O fascinante universo de Jéssica
– Reportagem de Calvin Cousin e Gabriela Schander –
Arte e representação feminina na cena artística pelotense –
Jéssica Porciúncula trabalhando em seu ateliê: o próprio quarto
Pintora, serigrafista, escultora, desenhista, tatuadora, poetisa, canceriana com ascendente em Áries, feminista e mulher artista. Jéssica Fernandes da Porciúncula, 23 anos, é um universo inteiro em uma pequena porção – ela mesma conta que seu sobrenome tem esse significado. E não é para menos: sua inspiração é a poética e a paixão pelo que faz transborda aos olhos.
Estudante do nono semestre do curso de bacharelado em Artes Visuais pela Universidade Federal de Pelotas e atualmente participante do coletivo ArtCidade Criativa (rua Padre Anchieta, 949), a interiorana de São Luiz Gonzaga respira a arte desde menina – seu pai é artesão e sua mãe pinta tecidos. Explorando a linguagem na arte, Jéssica reflete em seu ofício o infra-ordinário: uma porta vira mesa, seu corpo vira poesia, sua arte vira exposição. Assim, Jéssica retrata seu pequeno mundo de porções extraordinárias. Confira a entrevista que fizemos com a artista.

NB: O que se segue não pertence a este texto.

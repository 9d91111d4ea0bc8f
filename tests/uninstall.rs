use std::cell::RefCell;
use std::collections::BTreeSet;
use std::sync::mpsc;
use std::time::Duration;
use usbpre_uninstall::plan::{StepKind, LAUNCHCTL, PKGUTIL, RM};
use usbpre_uninstall::worker::UninstallWorker;
use usbpre_uninstall::{
    CommandRunner, ElevationError, SequenceOutcome, Status, StatusReporter, UninstallPlan,
    UninstallSequencer,
};

// Records every invocation and fails on the configured 1-based call
#[derive(Default)]
struct ScriptedRunner {
    fail_on: Option<(usize, i32, &'static str)>,
    calls: RefCell<Vec<(String, Vec<String>)>>,
}

impl ScriptedRunner {
    fn failing_on(call: usize, status: i32, diagnostic: &'static str) -> Self {
        Self {
            fail_on: Some((call, status, diagnostic)),
            calls: RefCell::new(vec![]),
        }
    }
}

impl CommandRunner for ScriptedRunner {
    fn execute(&self, executable: &str, arguments: &[String]) -> Result<(), ElevationError> {
        let mut calls = self.calls.borrow_mut();
        calls.push((executable.to_owned(), arguments.to_vec()));
        match self.fail_on {
            Some((call, status, diagnostic)) if call == calls.len() => {
                Err(ElevationError::Failed {
                    status,
                    diagnostic: diagnostic.to_owned(),
                })
            }
            _ => Ok(()),
        }
    }
}

// Models the machine the daemon was installed on
struct FakeSystem {
    files: RefCell<BTreeSet<String>>,
    loaded: RefCell<bool>,
    receipts: RefCell<BTreeSet<String>>,
}

impl FakeSystem {
    fn installed(plan: &UninstallPlan) -> Self {
        FakeSystem {
            files: RefCell::new(
                [plan.daemon_path(), plan.plist_path(), plan.log_path()]
                    .into_iter()
                    .map(str::to_owned)
                    .collect(),
            ),
            loaded: RefCell::new(true),
            receipts: RefCell::new([plan.package_id().to_owned()].into_iter().collect()),
        }
    }

    fn is_clean(&self) -> bool {
        self.files.borrow().is_empty() && !*self.loaded.borrow() && self.receipts.borrow().is_empty()
    }
}

impl CommandRunner for FakeSystem {
    fn execute(&self, executable: &str, arguments: &[String]) -> Result<(), ElevationError> {
        match (executable, arguments) {
            // launchctl unload of something not loaded only warns
            (LAUNCHCTL, [verb, _]) if verb == "unload" => {
                *self.loaded.borrow_mut() = false;
                Ok(())
            }
            (RM, [flag, path]) if flag == "-f" => {
                self.files.borrow_mut().remove(path);
                Ok(())
            }
            (RM, [path]) => {
                if self.files.borrow_mut().remove(path) {
                    Ok(())
                } else {
                    Err(ElevationError::Failed {
                        status: 1,
                        diagnostic: format!("rm: {}: No such file or directory", path),
                    })
                }
            }
            (PKGUTIL, [flag, id]) if flag == "--forget" => {
                self.receipts.borrow_mut().remove(id);
                Ok(())
            }
            _ => panic!("unexpected command {} {:?}", executable, arguments),
        }
    }
}

#[derive(Default)]
struct Recorder {
    progress: Vec<String>,
    succeeded: Option<bool>,
}

impl StatusReporter for Recorder {
    fn report_progress(&mut self, message: &str) {
        self.progress.push(message.to_owned());
    }

    fn report_outcome(&mut self, outcome: &SequenceOutcome) {
        assert!(self.succeeded.is_none(), "outcome reported twice");
        self.succeeded = Some(outcome.is_success());
    }
}

fn sample_plans() -> Vec<UninstallPlan> {
    vec![
        UninstallPlan::default(),
        UninstallPlan::new("/opt/d/bin/daemon", "/etc/launchd/d.plist", "/tmp/d.log", "org.d"),
        UninstallPlan::new("/a b/daemon", "/c\"d/e.plist", "/f\\g.log", "x.y"),
    ]
}

fn run(plan: &UninstallPlan, runner: impl CommandRunner, reporter: &mut Recorder) -> SequenceOutcome {
    UninstallSequencer::new(plan.clone(), runner, reporter)
        .with_settle_delay(Duration::ZERO)
        .run()
}

#[test]
fn every_step_runs_once_in_plan_order() {
    for plan in sample_plans() {
        let runner = ScriptedRunner::default();
        let mut recorder = Recorder::default();
        let outcome = run(&plan, &runner, &mut recorder);
        assert!(outcome.is_success());
        let expected = plan
            .steps()
            .iter()
            .map(|s| (s.executable().to_owned(), s.arguments().to_vec()))
            .collect::<Vec<_>>();
        assert_eq!(*runner.calls.borrow(), expected);
        assert_eq!(recorder.succeeded, Some(true));
    }
}

#[test]
fn failure_on_step_k_runs_exactly_k_steps() {
    for plan in sample_plans() {
        for k in 1..=plan.len() {
            let runner = ScriptedRunner::failing_on(k, 1, "boom");
            let mut recorder = Recorder::default();
            let outcome = run(&plan, &runner, &mut recorder);
            assert_eq!(runner.calls.borrow().len(), k);
            let failure = outcome.failure().expect("run should fail");
            assert_eq!(failure.number, k);
            assert_eq!(&failure.step, &plan.steps()[k - 1]);
            assert_eq!(recorder.succeeded, Some(false));
        }
    }
}

#[test]
fn happy_path_reports_fixed_progress() {
    let runner = ScriptedRunner::default();
    let mut recorder = Recorder::default();
    let outcome = run(&UninstallPlan::default(), &runner, &mut recorder);
    assert!(matches!(outcome, SequenceOutcome::Succeeded));
    assert_eq!(runner.calls.borrow().len(), 5);
    assert_eq!(
        recorder.progress,
        vec![
            "Stopping daemon...",
            "Removing files...",
            "Removing package receipt..."
        ]
    );
    assert_eq!(recorder.succeeded, Some(true));
}

#[test]
fn mid_sequence_failure_keeps_diagnostic() {
    let plan = UninstallPlan::default();
    let runner = ScriptedRunner::failing_on(3, 1, "Operation not permitted");
    let mut recorder = Recorder::default();
    let outcome = run(&plan, &runner, &mut recorder);

    let calls = runner.calls.borrow();
    assert_eq!(calls.len(), 3);
    assert_eq!(calls[2].1, vec!["-f".to_owned(), plan.daemon_path().to_owned()]);
    assert!(calls.iter().all(|(exe, _)| exe != PKGUTIL));

    let failure = outcome.into_result().unwrap_err();
    assert_eq!(failure.number, 3);
    assert_eq!(failure.step.kind(), StepKind::RemoveBinary);
    assert_eq!(failure.source.status(), Some(1));
    assert_eq!(failure.source.diagnostic(), "Operation not permitted");
    assert!(failure.to_string().ends_with("Operation not permitted"));
}

#[test]
fn denied_elevation_touches_no_files() {
    let plan = UninstallPlan::default();
    let system = FakeSystem::installed(&plan);
    let denying = ScriptedRunner::failing_on(1, 1, "execution error: User canceled. (-128)");
    let mut recorder = Recorder::default();
    let outcome = run(&plan, &denying, &mut recorder);

    assert_eq!(denying.calls.borrow().len(), 1);
    assert_eq!(denying.calls.borrow()[0].0, LAUNCHCTL);
    let failure = outcome.failure().expect("run should fail");
    assert_eq!(failure.number, 1);
    assert!(failure.source.is_cancelled());
    assert_eq!(system.files.borrow().len(), 3);
}

#[test]
fn running_twice_converges() {
    let plan = UninstallPlan::default();
    let system = FakeSystem::installed(&plan);

    let mut first = Recorder::default();
    assert!(run(&plan, &system, &mut first).is_success());
    assert!(system.is_clean());

    let mut second = Recorder::default();
    assert!(run(&plan, &system, &mut second).is_success());
    assert!(system.is_clean());
    assert_eq!(first.progress, second.progress);
}

#[test]
fn rerun_after_partial_failure_completes() {
    let plan = UninstallPlan::default();
    let system = FakeSystem::installed(&plan);

    // Let the first three steps through, then fail as if the receipt lookup broke
    struct FailAfter<'a> {
        system: &'a FakeSystem,
        remaining: RefCell<usize>,
    }
    impl CommandRunner for FailAfter<'_> {
        fn execute(&self, executable: &str, arguments: &[String]) -> Result<(), ElevationError> {
            let mut remaining = self.remaining.borrow_mut();
            if *remaining == 0 {
                return Err(ElevationError::Failed {
                    status: 1,
                    diagnostic: "interrupted".to_owned(),
                });
            }
            *remaining -= 1;
            self.system.execute(executable, arguments)
        }
    }

    let partial = FailAfter {
        system: &system,
        remaining: RefCell::new(3),
    };
    let outcome = run(&plan, &partial, &mut Recorder::default());
    assert_eq!(outcome.failure().map(|f| f.number), Some(4));
    // Nothing is restored after the failure
    assert!(!system.files.borrow().contains(plan.daemon_path()));
    assert!(system.files.borrow().contains(plan.log_path()));

    assert!(run(&plan, &system, &mut Recorder::default()).is_success());
    assert!(system.is_clean());
}

#[test]
fn worker_streams_status_messages() {
    let plan = UninstallPlan::default();
    let (tx, rx) = mpsc::channel();
    let runner = Box::new(ScriptedSendRunner { fail_on: Some(2) });
    let worker = UninstallWorker::start(plan, runner, tx, Duration::ZERO).unwrap();
    let outcome = worker.join().unwrap();
    assert_eq!(outcome.failure().map(|f| f.number), Some(2));

    let statuses = rx.iter().collect::<Vec<_>>();
    assert_eq!(statuses.len(), 3);
    assert_eq!(statuses[0], Status::Progress("Stopping daemon...".to_owned()));
    assert_eq!(statuses[1], Status::Progress("Removing files...".to_owned()));
    match &statuses[2] {
        Status::Failed(message) => assert!(message.starts_with("Failed to execute: /bin/rm")),
        other => panic!("unexpected status {:?}", other),
    }
}

// Thread safe variant for the worker, which moves the runner onto another thread
struct ScriptedSendRunner {
    fail_on: Option<usize>,
}

impl CommandRunner for ScriptedSendRunner {
    fn execute(&self, _executable: &str, _arguments: &[String]) -> Result<(), ElevationError> {
        use std::sync::atomic::{AtomicUsize, Ordering};
        static CALLS: AtomicUsize = AtomicUsize::new(0);
        let call = CALLS.fetch_add(1, Ordering::SeqCst) + 1;
        match self.fail_on {
            Some(n) if n == call => Err(ElevationError::Failed {
                status: 1,
                diagnostic: "Operation not permitted".to_owned(),
            }),
            _ => Ok(()),
        }
    }
}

Arte no Sul: Como surgiu teu interesse pela área da arte?
Jéssica Porciúncula: Desde criança eu sempre gostei de arte. Durante o colegial, eu cheguei a trabalhar em alguns estúdios de fotografia, na cidade onde eu morava, além de desenhar sempre em casa. Mas eu nunca tinha pensado na arte como uma profissão. Eu sempre gostei de ler, escrever e desenhar então esse perfil acabou se criando na infância, esse gosto pelo fazer mais manual, mais poético, mais artístico.
AS: E tu costumas trabalhar com quais materiais?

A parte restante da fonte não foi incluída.